今までSSL証明書をなんとなく雰囲気で使っていた感が否めないため、自信を持って解説ができるよう具体的な仕組みを調べたメモ。
X.509証明書
X.509証明書はISO/IECによって定められている証明書に関する仕様。
公開鍵証明書、属性証明書、特定証明書の三つがあり、主に公開鍵証明書が一般に「証明書」と呼ばれる。
公開鍵証明書は、CA証明書とエンドエンティティ(またはリーフ)証明書に別れる。
CA証明書はルートCA証明書と、中間CA証明書に別れ、ブラウザやOSはルートCA証明書の一覧をあらかじめ持ち検証に使う。

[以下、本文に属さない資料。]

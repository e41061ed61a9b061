//! Parallel conversion of many files
//!
//! Each document gets its own renderer (and so its own table numbering);
//! nothing is shared between jobs but the options.

use crate::convert::{convert_file, ConvertOptions};
use crate::error::ConvertError;
use rayon::prelude::*;
use rayon::ThreadPoolBuilder;
use std::path::{Path, PathBuf};
use tracing::{debug, warn};

/// Result of converting one input of a batch.
#[derive(Debug)]
pub struct BatchOutcome {
    pub input: PathBuf,
    /// Path written, or why the input failed
    pub result: Result<PathBuf, ConvertError>,
}

impl BatchOutcome {
    pub fn is_ok(&self) -> bool {
        self.result.is_ok()
    }
}

/// Convert `inputs` on a pool of `jobs` threads.
///
/// Outcomes come back in input order. A failing input is reported in its
/// outcome and does not stop the others. With `output_dir`, every output is
/// written there as `<stem>.tex`; otherwise next to its input.
pub fn convert_batch(
    inputs: &[PathBuf],
    output_dir: Option<&Path>,
    options: &ConvertOptions,
    jobs: usize,
) -> Vec<BatchOutcome> {
    let convert_one = |input: &PathBuf| {
        let output = output_dir.map(|dir| output_path_in(dir, input));
        let result = convert_file(input, output.as_deref(), options);
        if let Err(err) = &result {
            warn!(input = %input.display(), "{err}");
        }
        BatchOutcome {
            input: input.clone(),
            result,
        }
    };

    let jobs = jobs.max(1);
    debug!(inputs = inputs.len(), jobs, "starting batch conversion");
    match ThreadPoolBuilder::new().num_threads(jobs).build() {
        Ok(pool) => pool.install(|| inputs.par_iter().map(convert_one).collect()),
        Err(err) => {
            warn!("could not start a worker pool ({err}), converting sequentially");
            inputs.iter().map(convert_one).collect()
        }
    }
}

/// `<dir>/<stem>.tex`. Dots inside the stem are kept.
fn output_path_in(dir: &Path, input: &Path) -> PathBuf {
    let mut name = input.file_stem().unwrap_or(input.as_os_str()).to_os_string();
    name.push(".tex");
    dir.join(name)
}
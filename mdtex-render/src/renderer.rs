//! Token tree to LaTeX renderer
//!
//! [`LatexRenderer`] walks a token tree once. Each token's content is its
//! `raw` text when present, otherwise the concatenation of its rendered
//! children, and is handed to the construct renderer for its kind together
//! with its attributes. Tables are the exception: they need the structure of
//! their subtree, so the table family receives the token itself.
//!
//! A renderer owns its table counter, so build a fresh one per document.
//! Subtrees nested deeper than [`MAX_DEPTH`] render as their escaped plain
//! text.

use crate::code::listings_language;
use crate::escape::escape_latex;
use crate::heading::HeadingLevelTable;
use crate::image::{figure_label, ImageFormat, ImagePathPolicy};
use crate::table::TableAssembly;
use crate::template::{Construct, DocumentTemplate, Placeholder, TemplateSet};
use crate::token::{Token, TokenKind, MAX_DEPTH};
use std::borrow::Cow;
use std::slice;
use tracing::{debug, trace};

/// Per-conversion rendering knobs.
#[derive(Debug, Clone, PartialEq, Eq)]
pub struct RenderOptions {
    /// Escape LaTeX metacharacters in text and inline code
    pub escape: bool,
    pub heading_levels: HeadingLevelTable,
    pub image_paths: ImagePathPolicy,
}

impl Default for RenderOptions {
    fn default() -> Self {
        Self {
            escape: true,
            heading_levels: HeadingLevelTable::default(),
            image_paths: ImagePathPolicy::default(),
        }
    }
}

pub struct LatexRenderer<'a> {
    templates: &'a TemplateSet,
    options: RenderOptions,
    table_counter: usize,
    depth: usize,
}

impl<'a> LatexRenderer<'a> {
    pub fn new(templates: &'a TemplateSet) -> Self {
        Self::with_options(templates, RenderOptions::default())
    }

    pub fn with_options(templates: &'a TemplateSet, options: RenderOptions) -> Self {
        Self {
            templates,
            options,
            table_counter: 0,
            depth: 0,
        }
    }

    /// Number of tables rendered so far.
    pub fn table_counter(&self) -> usize {
        self.table_counter
    }

    /// Render `tokens` and insert the result into `document`.
    pub fn render_document(&mut self, tokens: &[Token], document: &DocumentTemplate) -> String {
        let body = self.render_tokens(tokens);
        document.wrap(&body)
    }

    pub fn render_tokens(&mut self, tokens: &[Token]) -> String {
        let mut out = String::new();
        for token in tokens {
            out.push_str(&self.render_token(token));
        }
        out
    }

    pub fn render_token(&mut self, token: &Token) -> String {
        if self.depth >= MAX_DEPTH {
            trace!(kind = %token.kind.name(), "flattening token below the depth cap");
            return self.text(&token.plain_text());
        }
        self.depth += 1;
        let out = self.render_nested(token);
        self.depth -= 1;
        out
    }

    fn render_nested(&mut self, token: &Token) -> String {
        match token.kind {
            TokenKind::Table => return self.table(token),
            TokenKind::TableHead | TokenKind::TableBody | TokenKind::TableRow => {
                return self.table_section(token)
            }
            TokenKind::TableCell => return self.table_cell(token),
            _ => {}
        }

        let content = match (&token.raw, &token.children) {
            (Some(raw), _) => Some(Cow::Borrowed(raw.as_str())),
            (None, Some(children)) => Some(Cow::Owned(self.render_tokens(children))),
            (None, None) => None,
        };
        self.render_construct(token, content.as_deref().unwrap_or_default())
    }

    fn render_construct(&self, token: &Token, text: &str) -> String {
        let attrs = &token.attrs;
        match &token.kind {
            TokenKind::Text => self.text(text),
            TokenKind::Emphasis => self.emphasis(text),
            TokenKind::Strong => self.strong(text),
            TokenKind::Link => self.link(
                text,
                attrs.get_str("url").unwrap_or_default(),
                attrs.get_str("title"),
            ),
            TokenKind::Image => self.image(
                text,
                attrs.get_str("url").unwrap_or_default(),
                attrs.get_str("title"),
            ),
            TokenKind::Codespan => self.codespan(text),
            TokenKind::Linebreak => self.linebreak(),
            TokenKind::Softbreak => self.softbreak(),
            TokenKind::InlineMath => self.inline_math(text),
            TokenKind::Paragraph => self.paragraph(text),
            TokenKind::Heading => self.heading(text, attrs.get_usize("level").unwrap_or(1)),
            TokenKind::BlockText => self.block_text(text),
            TokenKind::BlockCode => self.block_code(text, attrs.get_str("info")),
            TokenKind::BlockQuote => self.block_quote(text),
            TokenKind::BlockMath => self.block_math(text),
            TokenKind::ThematicBreak => self.thematic_break(),
            TokenKind::BlankLine => self.blank_line(),
            TokenKind::List => self.list(text, attrs.get_bool("ordered")),
            TokenKind::OrderedList => self.ordered_list(text),
            TokenKind::UnorderedList => self.unordered_list(text),
            TokenKind::ListItem => self.list_item(text),
            // Routed to the table renderers before content is computed.
            TokenKind::Table
            | TokenKind::TableHead
            | TokenKind::TableBody
            | TokenKind::TableRow
            | TokenKind::TableCell => String::new(),
            TokenKind::Unknown(name) => {
                trace!(kind = %name, "skipping token without a renderer");
                String::new()
            }
        }
    }

    fn fill_text(&self, construct: Construct, text: &str) -> String {
        self.templates.fill(construct, &[(Placeholder::Text, text)])
    }

    // Inline constructs

    pub fn text(&self, text: &str) -> String {
        let text = if self.options.escape {
            Cow::Owned(escape_latex(text))
        } else {
            Cow::Borrowed(text)
        };
        self.fill_text(Construct::Text, &text)
    }

    pub fn emphasis(&self, text: &str) -> String {
        self.fill_text(Construct::Emphasis, text)
    }

    pub fn strong(&self, text: &str) -> String {
        self.fill_text(Construct::Strong, text)
    }

    pub fn link(&self, text: &str, url: &str, title: Option<&str>) -> String {
        self.templates.fill(
            Construct::Link,
            &[
                (Placeholder::Url, url),
                (Placeholder::Text, text),
                (Placeholder::Title, title.unwrap_or_default()),
            ],
        )
    }

    /// Render an image, prefixed with a LaTeX comment when the file format
    /// is not one `graphicx` includes directly.
    pub fn image(&self, alt: &str, url: &str, title: Option<&str>) -> String {
        let url = self.options.image_paths.resolve(url);
        let label = figure_label(alt);
        let figure = self.templates.fill(
            Construct::Image,
            &[
                (Placeholder::Url, &*url),
                (Placeholder::Alt, alt),
                (Placeholder::Label, label.as_str()),
                (Placeholder::Title, title.unwrap_or_default()),
            ],
        );

        match ImageFormat::classify(&url).warning() {
            Some(note) => {
                debug!(url = %url, "{note}");
                format!("% Image format note: {note}\n{figure}")
            }
            None => figure,
        }
    }

    pub fn codespan(&self, code: &str) -> String {
        let code = if self.options.escape {
            Cow::Owned(escape_latex(code))
        } else {
            Cow::Borrowed(code)
        };
        self.fill_text(Construct::Codespan, &code)
    }

    pub fn linebreak(&self) -> String {
        self.templates.fill(Construct::Linebreak, &[])
    }

    pub fn softbreak(&self) -> String {
        self.templates.fill(Construct::Softbreak, &[])
    }

    pub fn inline_math(&self, math: &str) -> String {
        self.fill_text(Construct::InlineMath, math)
    }

    // Block constructs

    pub fn paragraph(&self, text: &str) -> String {
        self.fill_text(Construct::Paragraph, text)
    }

    pub fn heading(&self, text: &str, level: usize) -> String {
        let command = self.options.heading_levels.command_for(level);
        self.templates.fill(
            Construct::Heading,
            &[(Placeholder::HeadingType, command), (Placeholder::Text, text)],
        )
    }

    pub fn block_text(&self, text: &str) -> String {
        self.fill_text(Construct::BlockText, text)
    }

    /// Verbatim block without a language, `listings` block with one.
    pub fn block_code(&self, code: &str, info: Option<&str>) -> String {
        let code = code.strip_suffix('\n').unwrap_or(code);
        match listings_language(info) {
            Some(lang) => self.templates.fill(
                Construct::BlockCodeWithLang,
                &[(Placeholder::Lang, lang), (Placeholder::Code, code)],
            ),
            None => self
                .templates
                .fill(Construct::BlockCode, &[(Placeholder::Code, code)]),
        }
    }

    pub fn block_quote(&self, text: &str) -> String {
        self.fill_text(Construct::BlockQuote, text)
    }

    pub fn block_math(&self, math: &str) -> String {
        self.fill_text(Construct::BlockMath, math)
    }

    pub fn thematic_break(&self) -> String {
        self.templates.fill(Construct::ThematicBreak, &[])
    }

    pub fn blank_line(&self) -> String {
        self.templates.fill(Construct::BlankLine, &[])
    }

    // Lists

    pub fn list(&self, items: &str, ordered: bool) -> String {
        if ordered {
            self.ordered_list(items)
        } else {
            self.unordered_list(items)
        }
    }

    pub fn ordered_list(&self, items: &str) -> String {
        self.fill_text(Construct::OrderedList, items)
    }

    pub fn unordered_list(&self, items: &str) -> String {
        self.fill_text(Construct::UnorderedList, items)
    }

    pub fn list_item(&self, text: &str) -> String {
        self.fill_text(Construct::ListItem, text)
    }

    // Tables

    /// Render a whole table. Bumps the table counter before filling the
    /// template, so the first table of a document is numbered 1.
    pub fn table(&mut self, token: &Token) -> String {
        self.table_counter += 1;
        let counter = self.table_counter.to_string();
        let assembly = self.assemble_table(token);
        let alignment = assembly.alignment_spec();
        let header = assembly.header_line();
        let body = assembly.body_lines();

        self.templates.fill(
            Construct::Table,
            &[
                (Placeholder::Counter, counter.as_str()),
                (Placeholder::Alignment, alignment.as_str()),
                (Placeholder::Header, header.as_str()),
                (Placeholder::Body, body.as_str()),
            ],
        )
    }

    /// Collect header cells and body rows of a table token.
    pub fn assemble_table(&mut self, token: &Token) -> TableAssembly {
        let mut assembly = TableAssembly::default();

        for section in token.children() {
            match section.kind {
                TokenKind::TableHead => {
                    for cell in head_cells(section) {
                        assembly.source_alignments.push(alignment_hint(cell));
                        let text = self.render_tokens(cell.children());
                        assembly.header.push(self.strong(&text));
                    }
                }
                TokenKind::TableBody => {
                    for row in section.children().iter().filter(|t| t.is(&TokenKind::TableRow)) {
                        let cells: Vec<&Token> = row
                            .children()
                            .iter()
                            .filter(|t| t.is(&TokenKind::TableCell))
                            .collect();
                        if cells.is_empty() {
                            continue;
                        }
                        if assembly.header.is_empty() && assembly.rows.is_empty() {
                            assembly.source_alignments =
                                cells.iter().map(|cell| alignment_hint(cell)).collect();
                        }
                        let rendered = cells.into_iter().map(|cell| self.table_cell(cell)).collect();
                        assembly.rows.push(rendered);
                    }
                }
                _ => {}
            }
        }

        assembly
    }

    /// Standalone head/body/row rendering: children concatenated.
    pub fn table_section(&mut self, token: &Token) -> String {
        self.render_tokens(token.children())
    }

    /// Cell content, bold when the cell is flagged as a header cell.
    pub fn table_cell(&mut self, token: &Token) -> String {
        let text = self.render_tokens(token.children());
        if token.attrs.get_bool("head") {
            self.strong(&text)
        } else {
            text
        }
    }
}

/// Header cells sit directly under `table_head`; a row wrapper is tolerated.
fn head_cells(head: &Token) -> impl Iterator<Item = &Token> {
    head.children()
        .iter()
        .flat_map(|child| {
            if child.is(&TokenKind::TableRow) {
                child.children()
            } else {
                slice::from_ref(child)
            }
        })
        .filter(|t| t.is(&TokenKind::TableCell))
}

fn alignment_hint(cell: &Token) -> Option<String> {
    cell.attrs.get_str("align").map(str::to_string)
}
//! Template driven Markdown to LaTeX rendering
//!
//!     This crate turns a parsed document (a tree of typed tokens, as produced by a markdown
//!     tokenizer) into LaTeX source. What each construct looks like in the output is not
//!     hard coded: every construct renders through a swappable template, and the finished
//!     body is inserted into a document template that owns the preamble.
//!
//!     This is a pure lib: the only processes it ever starts are the optional LaTeX engine
//!     (and bibtex) in [`compile`] and the image tools in [`images`], and nothing here prints
//!     or reads the environment besides those tool lookups. The `mdtex` binary in mdtex-cli
//!     is the shell around it.
//!
//! Architecture
//!
//!     source ─ Tokenizer ─▶ [Token] ─ LatexRenderer ─▶ body ─ DocumentTemplate ─▶ .tex
//!                                          │
//!                   TemplateSet ◀─ resolve ─┘ (construct configs, overrides)
//!
//!     The file structure :
//!     .
//!     ├── token.rs                # Token tree (mistune shaped, JSON deserializable)
//!     ├── tokenizer               # Tokenizer trait, comrak markdown and JSON tokenizers
//!     ├── renderer.rs             # Tree walk and construct renderers
//!     ├── template                # Typed per-construct templates and the document wrapper
//!     ├── resolve.rs              # Built-in / file configs and templates, merge and fallback
//!     ├── escape.rs               # LaTeX metacharacter escaping
//!     ├── heading.rs              # Heading depth to sectioning command
//!     ├── code.rs                 # Code block language to listings language
//!     ├── image.rs                # Image path rewrites, format notes, labels
//!     ├── table.rs                # Table reassembly
//!     ├── convert.rs              # High level conversion API
//!     ├── batch.rs                # Parallel conversion of many files
//!     ├── compile.rs              # PDF through an external LaTeX engine (native-export)
//!     ├── images.rs               # BMP/TIFF/GIF/WebP/SVG to PNG via external tools (native-export)
//!     └── process.rs              # Bounded external process runs (native-export)
//!
//! Failure policy
//!
//!     Rendering never fails. Unknown tokens render as nothing, missing templates fall back
//!     to built-ins, deep headings clamp, and unreadable config or template files are logged
//!     and replaced by defaults. Errors ([`ConvertError`]) only come from the edges: reading
//!     an input, writing an output, tokenizing, compiling.
//!
//! Testing
//!     tests
//!     ├── lib.rs
//!     ├── common         # body-only options shared by the suites
//!     ├── render         # end to end markdown to LaTeX
//!     ├── resolve        # config merge and fallback
//!     ├── batch
//!     ├── compile        # stub engine scripts (unix, native-export)
//!     └── images         # stub converter scripts (unix, native-export)

pub mod batch;
pub mod code;
#[cfg(feature = "native-export")]
pub mod compile;
pub mod convert;
pub mod error;
pub mod escape;
pub mod heading;
pub mod image;
#[cfg(feature = "native-export")]
pub mod images;
#[cfg(feature = "native-export")]
mod process;
pub mod renderer;
pub mod resolve;
pub mod table;
pub mod template;
pub mod token;
pub mod tokenizer;

pub use batch::{convert_batch, BatchOutcome};
#[cfg(feature = "native-export")]
pub use compile::{CompileReport, LatexCompiler, LatexEngine};
pub use convert::{convert_file, convert_str, convert_tokens, convert_with, ConvertOptions};
pub use error::{ConvertError, TemplateError};
pub use escape::escape_latex;
pub use heading::HeadingLevelTable;
pub use image::ImagePathPolicy;
#[cfg(feature = "native-export")]
pub use images::{ImageConverter, ImageOutcome, ImageTool};
pub use renderer::{LatexRenderer, RenderOptions};
pub use resolve::{
    builtin_configs, builtin_templates, resolve_config, resolve_template, ConfigMap, ConfigSource,
    TemplateSource,
};
pub use template::{Construct, DocumentTemplate, TemplateSet};
pub use token::{Token, TokenKind};
pub use tokenizer::{ComrakTokenizer, JsonTokenizer, Tokenizer, TokenizerRegistry};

ルートCA証明書は中間CA証明書を発行することができ、その中間CAも新しい中間CA証明書を作成することができるため、チェーンする。
CA証明書かどうかは、拡張領域のbasicConstraints(基本制約)フィールドに設定されるフラグにより判断され、CAであれば上位のCAをたどり、ルートCAまで遡れれば検証が完了する。
例えば、以下はGoogleにopensslを用いてアクセスをした例:
depth=1 /C=US/O=Google Trust Services/CN=Google Internet Authority G3 verify return:0 --- Certificate chain 0 s:/C=US/ST=California/L=Mountain View/O=Google LLC/CN=www.google.com i:/C=US/O=Google Trust Services/CN=Google Internet Authority G3 1 s:/C=US/O=Google Trust Services/CN=Google Internet Authority G3 i:/OU=GlobalSign Root CA - R2/O=GlobalSign/CN=GlobalSign
sがSubject(証明の対象)、iがIssuer(発行者)。 www.google.comに対する証明書から、Google Trust ServicesのCA、GlobalSignのルートCAと辿れていることがわかる。 (GlobalSignはGMOグループのルート認証局。GoogleがGMOに依存してるの意外。)
apacheだと中間証明書を指定するディレクティブがあるため意識しないが、nginxなどでは公開鍵に中間証明書を結合して設定する必要がある。 (PEMファイルの仕様 https://tools.ietf.org/html/rfc7468#page-5。サーバ証明書、中間CA証明書の順で結合する。https://tools.ietf.org/html/rfc4346#page-41)
証明書の失効
証明書に記載されている有効期間(notBefore, notAfter)以外の理由で失効する場合、証明書の失効はCRLまたは、OSCPというプロトコルによってクライアントに伝えられる。CRLは証明書に付与されるシリアルナンバーのリストをWeb上でホストする方式で、古いTLSクライアントで用いられている。このリストは肥大化するため、デルタCRLという差分のみを提供する方式がある。
OSCPは認証局に証明書の状態を問い合わせるプロトコル。クライアントが直接叩くか、OSCP staplingを用いてサーバが代わりに認証局へ問い合わせる方式がある。